Ensaio de Formação de Agregados de Proteínas: Um Método para Detectar e Quantificar a Agregação de Proteínas em Células Cultivadas após Indução por Inibidor de Proteassoma

A remoção de proteínas mal dobradas na célula é regulada principalmente pelo sistema ubiquitina-proteassoma celular, em que a proteína é primeiro reconhecida e marcada pela ubiquitina, uma pequena proteína reguladora, e traficada para o proteassoma, um complexo multiproteico, para hidrólise e depuração.

A atividade prejudicada do sistema ubiquitina-proteossomo, uma ocorrência comum em doenças neurodegenerativas, pode fazer com que proteínas mal dobradas se acumulem dentro das células, formando agregados de proteínas insolúveis com efeitos citotóxicos.

Para visualizar e quantificar a agregação de proteínas in vitro, obtenha uma suspensão de células de mamíferos transduzidas - expressando uma proteína mutante marcada com fluorescência que adota uma conformação mal dobrada com resíduos hidrofóbicos expostos - em meios adequados.

Pipete concentrações crescentes de um inibidor de proteassoma para os poços de uma placa preta de vários poços para minimizar a fluorescência de fundo durante a imagem. Semeie a suspensão de células de mamíferos nos poços. Incube para permitir que as células adiram ao fundo da placa e proliferem.

Uma vez dentro, o inibidor do proteassoma se liga aos sítios proteolíticos do proteassoma e bloqueia sua atividade, fazendo com que as proteínas mutantes expressas se acumulem, que então interagem por meio de seus resíduos hidrofóbicos expostos e formam agregados citoplasmáticos, levando à morte celular.

Adicione um corante fluorescente de ligação ao DNA para manchar os núcleos das células. Imagem da placa. Os agregados de proteínas mutantes fluorescentes parecem dispersos dentro do citoplasma não corado.

Os poços contendo concentrações mais altas de inibidores de proteassoma exibem maior proporção de números de agregados de proteínas para contagem de células do que os poços com concentrações mais baixas de inibidores de proteassoma.

Para a transferência de compostos, em uma placa de polipropileno de armazenamento de 384 poços, adicione diluições seriadas de compostos pela série de diluição padrão de 1 a 3. Em seguida, usando um manipulador de líquidos equipado com uma cabeça capilar de 384, distribua 0,25 microlitros de inibidores de proteassoma em placas de ensaio pretas vazias de fundo plano de 384 poços. Em seguida, semeie 1,5 x 10⁴ células nessas placas. Incubar a 37 graus Celsius e 5% de dióxido de carbono por 24 horas.

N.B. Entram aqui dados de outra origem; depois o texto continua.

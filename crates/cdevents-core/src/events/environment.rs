//! Events under `dev.cdevents.environment`.

use serde::{Deserialize, Serialize};

use crate::cdevent::{CDEvent, EventFields};
use crate::error::Result;
use crate::subject::SubjectContent;

#[derive(Debug, Clone, Default, PartialEq, Eq, Serialize, Deserialize)]
pub struct EnvironmentContent {
    #[serde(default, skip_serializing_if = "Option::is_none")]
    pub name: Option<String>,
    #[serde(default, skip_serializing_if = "Option::is_none")]
    pub url: Option<String>,
}

impl SubjectContent for EnvironmentContent {
    const SUBJECT_TYPE: &'static str = "environment";
}

event_kind!(EnvironmentCreated, "environment", "created", EnvironmentContent);
event_kind!(EnvironmentModified, "environment", "modified", EnvironmentContent);
event_kind!(EnvironmentDeleted, "environment", "deleted", EnvironmentContent);

pub type EnvironmentCreatedEvent = CDEvent<EnvironmentCreated>;
pub type EnvironmentModifiedEvent = CDEvent<EnvironmentModified>;
pub type EnvironmentDeletedEvent = CDEvent<EnvironmentDeleted>;

pub fn new_environment_created_event(
    fields: EventFields,
    content: EnvironmentContent,
) -> Result<EnvironmentCreatedEvent> {
    CDEvent::new(fields, content)
}

pub fn new_environment_modified_event(
    fields: EventFields,
    content: EnvironmentContent,
) -> Result<EnvironmentModifiedEvent> {
    CDEvent::new(fields, content)
}

pub fn new_environment_deleted_event(
    fields: EventFields,
    content: EnvironmentContent,
) -> Result<EnvironmentDeletedEvent> {
    CDEvent::new(fields, content)
}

Antes de obter imagens da linhagem celular tratada com inibidores de proteassoma, adicione 10 microlitros de DMEM pré-aquecido com solução de coloração e incube em temperatura ambiente por 10 minutos.

Após a coloração, inicie o software operacional do microscópio automatizado selecionando a guia "Microscópio". Primeiro, selecione a guia "Configuração" e, em seguida, selecione a objetiva 20X e o tipo de placa correto.

Para permitir o foco adequado com diferentes tipos de placas, certifique-se de que o "Colar" esteja definido com o valor correto na objetiva.

Em seguida, selecione 'Exposição 1', defina a altura do foco para '0 micrômetros' e, em seguida, selecione "Foco". Uma vez focado, exponha a Câmera 1.

Para otimizar o plano de exposição, ajuste a altura do foco e clique em "Assumir altura". Altere os tempos de exposição na potência do laser para uma intensidade máxima de pixels de aproximadamente 3.000 e salve os parâmetros de exposição.

Selecione a guia "Definição do experimento". Crie um layout e um sublayout. Em seguida, arraste e solte o layout relevante, a exposição, a imagem de referência, o arquivo de corte inclinado e o sublayout. Em seguida, salve o experimento.

Por fim, selecione a guia "Experimento automático" e adquira imagens. Para imagens de 2 canais, primeiro selecione o algoritmo do software para segmentar os objetos primários, como núcleos, citosol e agregados.